[train][template] Add Anyscale template for pytorch + train + data by TimothySeah · Pull Request #53220 · ray-project/ray

TimothySeah · 2025-05-21T23:23:37Z

Followed steps 1 and 2 here.

A few questions:

Right now I'm setting env variables in build.sh and in the notebook itself via dotenv as done in this example. Lmk if the latter is still necessary.
Not sure if my index.rst is correct
Not sure where in the codebase I should put my example

I will replace image links with public links in a future PR.

I ran the notebook in an Anyscale Workspace and verified that it worked as intended.

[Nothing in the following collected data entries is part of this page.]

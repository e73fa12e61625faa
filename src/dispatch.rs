//! Command dispatch for the trusted app.
//!
//! An [`Invocation`] mirrors what a TEE client hands across the boundary:
//! a command id, a packed parameter-type word and four parameter slots.
//! Both supported commands take exactly one input memref and one output
//! memref; anything else is rejected before a byte of input is read.
//!
//! ```text
//! Idle -> Validating -> Processing -> Responded
//!                   \-> Rejected  -> Responded
//! ```

use std::fmt;
use std::sync::Arc;

use anyhow::{anyhow, Result};

use crate::attest::finish_document;
use crate::crypto::registry::SignerRegistry;
use crate::crypto::AttestationSigner;
use crate::errors::TaError;
use crate::limits::Limits;
use crate::policy::{BtsPolicy, ParseMode};
use crate::report::{ReportParser, StopReason, VoteBatch};
use crate::score::score;
use crate::serializer::{write_score_report, BoundedWriter};

/// Fixed response body of the label command, before the marker.
pub const LABEL_PAYLOAD: &[u8] = br#"{"label": "decrypted_label_xyz""#;

#[derive(Clone, Copy, Debug, PartialEq, Eq)]
#[repr(u32)]
pub enum Command {
    ProcessVotes = 0,
    DecryptLabel = 1,
}

impl TryFrom<u32> for Command {
    type Error = TaError;

    fn try_from(id: u32) -> Result<Self, TaError> {
        match id {
            0 => Ok(Self::ProcessVotes),
            1 => Ok(Self::DecryptLabel),
            other => Err(TaError::Shape(format!("unsupported command {other}"))),
        }
    }
}

/// GlobalPlatform parameter kinds, as encoded in one nibble.
#[derive(Clone, Copy, Debug, PartialEq, Eq)]
#[repr(u32)]
pub enum ParamType {
    None = 0,
    ValueInput = 1,
    ValueOutput = 2,
    ValueInout = 3,
    MemrefInput = 5,
    MemrefOutput = 6,
    MemrefInout = 7,
}

impl ParamType {
    fn from_nibble(n: u32) -> Option<Self> {
        Some(match n {
            0 => Self::None,
            1 => Self::ValueInput,
            2 => Self::ValueOutput,
            3 => Self::ValueInout,
            5 => Self::MemrefInput,
            6 => Self::MemrefOutput,
            7 => Self::MemrefInout,
            _ => return None,
        })
    }
}

/// Four parameter kinds packed four bits apiece, slot 0 in the low nibble.
#[derive(Clone, Copy, Debug, PartialEq, Eq)]
pub struct ParamTypes(u32);

impl ParamTypes {
    pub const fn new(p0: ParamType, p1: ParamType, p2: ParamType, p3: ParamType) -> Self {
        Self((p0 as u32) | (p1 as u32) << 4 | (p2 as u32) << 8 | (p3 as u32) << 12)
    }

    pub const fn from_raw(raw: u32) -> Self {
        Self(raw)
    }

    pub const fn raw(self) -> u32 {
        self.0
    }

    /// Kind of slot `index`, or `None` for an out-of-range slot or an
    /// unassigned nibble value.
    pub fn get(self, index: usize) -> Option<ParamType> {
        if index >= 4 {
            return None;
        }
        ParamType::from_nibble((self.0 >> (index * 4)) & 0xF)
    }
}

/// The only shape either command accepts.
pub const EXPECTED_PARAM_TYPES: ParamTypes = ParamTypes::new(
    ParamType::MemrefInput,
    ParamType::MemrefOutput,
    ParamType::None,
    ParamType::None,
);

/// Caller-owned output buffer. `size` is set to the written length on return.
#[derive(Debug)]
pub struct MemrefOut<'a> {
    pub buffer: &'a mut [u8],
    pub size: usize,
}

#[derive(Debug)]
pub enum Param<'a> {
    None,
    Value { a: u32, b: u32 },
    MemrefInput(&'a [u8]),
    MemrefOutput(MemrefOut<'a>),
}

#[derive(Debug)]
pub struct Invocation<'a> {
    pub command_id: u32,
    pub param_types: ParamTypes,
    pub params: [Param<'a>; 4],
}

impl<'a> Invocation<'a> {
    /// Invocation in the standard input/output shape.
    pub fn new(command_id: u32, input: &'a [u8], output: &'a mut [u8]) -> Self {
        Self {
            command_id,
            param_types: EXPECTED_PARAM_TYPES,
            params: [
                Param::MemrefInput(input),
                Param::MemrefOutput(MemrefOut {
                    buffer: output,
                    size: 0,
                }),
                Param::None,
                Param::None,
            ],
        }
    }

    /// Length the app reported for the output slot.
    pub fn output_size(&self) -> Option<usize> {
        match &self.params[1] {
            Param::MemrefOutput(out) => Some(out.size),
            _ => None,
        }
    }
}

/// Result code returned across the boundary.
#[derive(Clone, Copy, Debug, PartialEq, Eq)]
pub enum ResultCode {
    Success,
    BadParameters,
    OutOfMemory,
}

impl ResultCode {
    pub const fn as_u32(self) -> u32 {
        match self {
            Self::Success => 0x0000_0000,
            Self::BadParameters => 0xFFFF_0006,
            Self::OutOfMemory => 0xFFFF_000C,
        }
    }

    pub const fn name(self) -> &'static str {
        match self {
            Self::Success => "Success",
            Self::BadParameters => "BadParameters",
            Self::OutOfMemory => "OutOfMemory",
        }
    }

    pub fn is_success(self) -> bool {
        self == Self::Success
    }
}

impl fmt::Display for ResultCode {
    fn fmt(&self, f: &mut fmt::Formatter<'_>) -> fmt::Result {
        write!(f, "{} ({:#010x})", self.name(), self.as_u32())
    }
}

#[derive(Clone, Copy, Debug, PartialEq, Eq)]
pub enum DispatchState {
    Idle,
    Validating,
    Processing,
    Rejected,
    Responded,
}

impl DispatchState {
    pub fn can_transition_to(self, next: Self) -> bool {
        matches!(
            (self, next),
            (Self::Idle, Self::Validating)
                | (Self::Validating, Self::Processing | Self::Rejected)
                | (Self::Processing, Self::Rejected | Self::Responded)
                | (Self::Rejected, Self::Responded)
        )
    }
}

/// Tracks one invocation through [`DispatchState`].
#[derive(Debug)]
struct Transitions {
    state: DispatchState,
}

impl Transitions {
    fn new() -> Self {
        Self {
            state: DispatchState::Idle,
        }
    }

    fn step(&mut self, next: DispatchState) {
        debug_assert!(
            self.state.can_transition_to(next),
            "illegal dispatch transition {:?} -> {next:?}",
            self.state
        );
        tracing::trace!(from = ?self.state, to = ?next, "dispatch state");
        self.state = next;
    }
}

/// Per-call degradation details for `PROCESS_VOTES`.
#[derive(Clone, Copy, Debug, PartialEq, Eq)]
pub struct ProcessSummary {
    /// Records the parser accepted.
    pub voters_parsed: usize,
    /// Voters that made it into the output.
    pub voters_scored: usize,
    pub stop: StopReason,
    /// Bounded appends refused for lack of room.
    pub refused_writes: usize,
}

impl ProcessSummary {
    pub fn degraded(&self) -> bool {
        self.stop.is_degraded() || self.refused_writes > 0 || self.voters_scored < self.voters_parsed
    }
}

/// What [`TrustedApp::invoke`] reports back.
#[derive(Clone, Copy, Debug, PartialEq, Eq)]
pub struct InvokeOutcome {
    pub code: ResultCode,
    /// Bytes written to the output buffer, terminator excluded.
    pub output_len: usize,
    /// Whether the attestation marker was appended.
    pub attested: bool,
    /// Present for a successful `PROCESS_VOTES`.
    pub summary: Option<ProcessSummary>,
}

impl InvokeOutcome {
    fn failed(code: ResultCode) -> Self {
        Self {
            code,
            output_len: 0,
            attested: false,
            summary: None,
        }
    }

    /// True when a successful call returned less than a full result.
    pub fn degraded(&self) -> bool {
        self.code.is_success() && (!self.attested || self.summary.is_some_and(|s| s.degraded()))
    }
}

/// The trusted side: a parser, limits and a signer. Holds no per-call
/// state, so one instance can serve concurrent invocations.
pub struct TrustedApp {
    limits: Limits,
    parse_mode: ParseMode,
    parser: ReportParser,
    signer: Arc<dyn AttestationSigner>,
}

impl TrustedApp {
    /// Builds an app from `policy`, resolving its signer in `registry`.
    pub fn new(policy: &BtsPolicy, registry: &SignerRegistry) -> Result<Self> {
        let signer = registry
            .get(&policy.signer)
            .map_err(|e| anyhow!("policy signer: {e}"))?;
        Self::with_signer(policy, signer)
    }

    pub fn with_signer(policy: &BtsPolicy, signer: Arc<dyn AttestationSigner>) -> Result<Self> {
        policy.validate()?;
        tracing::debug!(
            signer = signer.signer_id(),
            max_voters = policy.limits.max_voters,
            parse_mode = ?policy.parse_mode,
            "trusted app ready"
        );
        Ok(Self {
            limits: policy.limits,
            parse_mode: policy.parse_mode,
            parser: ReportParser::new(&policy.fields.schema()),
            signer,
        })
    }

    pub fn limits(&self) -> &Limits {
        &self.limits
    }

    pub fn signer(&self) -> &dyn AttestationSigner {
        self.signer.as_ref()
    }

    /// Handles one invocation. On any non-success code the output slot's
    /// `size` is 0 and nothing was written.
    pub fn invoke(&self, inv: &mut Invocation<'_>) -> InvokeOutcome {
        let command_id = inv.command_id;
        let mut t = Transitions::new();
        t.step(DispatchState::Validating);

        let validated = match Command::try_from(command_id) {
            Ok(command) => self.buffers(inv).map(|(input, out)| (command, input, out)),
            Err(e) => Err(e),
        };
        let (command, input, out) = match validated {
            Ok(v) => v,
            Err(e) => {
                tracing::warn!(command = command_id, error = %e, "invocation rejected");
                t.step(DispatchState::Rejected);
                t.step(DispatchState::Responded);
                return InvokeOutcome::failed(e.result_code());
            }
        };

        t.step(DispatchState::Processing);
        out.size = 0;
        let capacity = out.buffer.len().min(self.limits.max_output_len);
        let buffer = &mut out.buffer[..capacity];

        let result = match command {
            Command::ProcessVotes => self.process_votes(input, buffer),
            Command::DecryptLabel => self.decrypt_label(input, buffer),
        };

        match result {
            Ok(outcome) => {
                out.size = outcome.output_len;
                t.step(DispatchState::Responded);
                if outcome.degraded() {
                    tracing::warn!(
                        command = ?command,
                        output_len = outcome.output_len,
                        attested = outcome.attested,
                        "invocation returned a degraded result"
                    );
                }
                outcome
            }
            Err(e) => {
                tracing::warn!(command = ?command, error = %e, "invocation failed");
                t.step(DispatchState::Rejected);
                t.step(DispatchState::Responded);
                InvokeOutcome::failed(e.result_code())
            }
        }
    }

    /// Runs `command_id` over `input` with a fresh output buffer of
    /// `output_capacity` bytes (capped at the output limit). Returns the
    /// written bytes and the outcome.
    pub fn invoke_bytes(&self, command_id: u32, input: &[u8], output_capacity: usize) -> (Vec<u8>, InvokeOutcome) {
        let capacity = output_capacity.min(self.limits.max_output_len);
        let mut output = Vec::new();
        if let Err(e) = output.try_reserve_exact(capacity) {
            tracing::warn!(capacity, error = %e, "output buffer allocation failed");
            return (Vec::new(), InvokeOutcome::failed(ResultCode::OutOfMemory));
        }
        output.resize(capacity, 0);

        let outcome = {
            let mut inv = Invocation::new(command_id, input, &mut output);
            self.invoke(&mut inv)
        };
        output.truncate(outcome.output_len);
        (output, outcome)
    }

    /// Checks the declared and actual parameter shape, then the input size.
    fn buffers<'i, 'a>(&self, inv: &'i mut Invocation<'a>) -> Result<(&'a [u8], &'i mut MemrefOut<'a>), TaError> {
        if inv.param_types != EXPECTED_PARAM_TYPES {
            return Err(TaError::Shape(format!(
                "param types {:#06x}, expected {:#06x}",
                inv.param_types.raw(),
                EXPECTED_PARAM_TYPES.raw()
            )));
        }
        let [p0, p1, p2, p3] = &mut inv.params;
        if !matches!((&*p2, &*p3), (Param::None, Param::None)) {
            return Err(TaError::Shape("slots 2 and 3 must be empty".into()));
        }
        let input: &'a [u8] = match p0 {
            Param::MemrefInput(input) => *input,
            _ => return Err(TaError::Shape("slot 0 must be an input memref".into())),
        };
        let Param::MemrefOutput(out) = p1 else {
            return Err(TaError::Shape("slot 1 must be an output memref".into()));
        };
        if input.len() > self.limits.max_input_len {
            return Err(TaError::Shape(format!(
                "input of {} bytes exceeds limit of {}",
                input.len(),
                self.limits.max_input_len
            )));
        }
        Ok((input, out))
    }

    fn process_votes(&self, input: &[u8], buffer: &mut [u8]) -> Result<InvokeOutcome, TaError> {
        // The voter array is allocated before the output is touched, so an
        // allocation failure leaves the caller's buffer as it was.
        let mut batch = VoteBatch::try_with_capacity(self.limits.max_voters)?;

        let limit = input.iter().position(|&b| b == 0).unwrap_or(input.len());
        let stop = self.parser.parse_into(input, limit, &mut batch);
        if let (ParseMode::Strict, Some(gap)) = (self.parse_mode, stop.gap()) {
            return Err(TaError::ParseGap(gap));
        }

        let table = score(&batch)?;

        let mut w = BoundedWriter::new(buffer)?;
        let voters_scored = write_score_report(&mut w, &table);
        let attested = !w.is_empty() && finish_document(&mut w, self.signer.as_ref());

        let summary = ProcessSummary {
            voters_parsed: batch.len(),
            voters_scored,
            stop,
            refused_writes: w.refused(),
        };
        if summary.refused_writes > 0 {
            tracing::warn!(
                refused = summary.refused_writes,
                voters_scored,
                voters_parsed = summary.voters_parsed,
                capacity = w.capacity(),
                "output capacity too small; result truncated"
            );
        }
        tracing::info!(
            voters_scored,
            stop = %stop,
            output_len = w.len(),
            attested,
            "votes processed"
        );

        Ok(InvokeOutcome {
            code: ResultCode::Success,
            output_len: w.len(),
            attested,
            summary: Some(summary),
        })
    }

    fn decrypt_label(&self, input: &[u8], buffer: &mut [u8]) -> Result<InvokeOutcome, TaError> {
        tracing::debug!(input_len = input.len(), "label request");
        let mut w = BoundedWriter::new(buffer)?;
        let attested = w.append(LABEL_PAYLOAD).is_ok() && finish_document(&mut w, self.signer.as_ref());
        if !attested {
            tracing::warn!(capacity = w.capacity(), output_len = w.len(), "label response degraded");
        }
        Ok(InvokeOutcome {
            code: ResultCode::Success,
            output_len: w.len(),
            attested,
            summary: None,
        })
    }
}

Signed-off-by: Timothy Seah <tseah@anyscale.com>

aslonnie · 2025-05-22T16:50:22Z

release/ray_release/byod/byod_pytorch_train_data.sh

+# Install Python dependencies
+pip3 install --no-cache-dir \
+    "torch==2.7.0" \
+    "torchvision==0.22.0"


why are these required? it explicitly requires torch 2.7?

there is already a version of torch inside the image.

Do I still need torchvision?
When running the notebook in my workspace, I pip installed torch and torchvision, and then just used the versions that it happened to download.

release/ray_release/byod/byod_pytorch_train_data.sh

Signed-off-by: Timothy Seah <tseah@anyscale.com>

…emplate

Signed-off-by: Timothy Seah <tseah@anyscale.com>

doc/source/train/examples/pytorch/distributing-pytorch/README.ipynb

matthewdeng · 2025-05-27T17:27:03Z

doc/source/train/examples/pytorch/distributing-pytorch/README.ipynb

+    "        # [3] Report metrics to Ray Train\n",
+    "        # ===============================\n",
+    "        with tempfile.TemporaryDirectory() as temp_checkpoint_dir:\n",
+    "            ray.train.report(\n",
+    "                metrics={\"loss\": test_loss, \"accuracy\": accuracy},\n",
+    "                checkpoint=ray.train.Checkpoint.from_directory(temp_checkpoint_dir),\n",
+    "            )\n",
+    "            if ray.train.get_context().get_world_rank() == 0:\n",
+    "                print({\"epoch_num\": epoch, \"loss\": test_loss, \"accuracy\": accuracy})"
+   ]
+  },


Checkpoint is empty here.

Added torch.save calls to this and the next example. Iirc checkpoint should be optional but right now it is not - maybe I can fix this in a future PR?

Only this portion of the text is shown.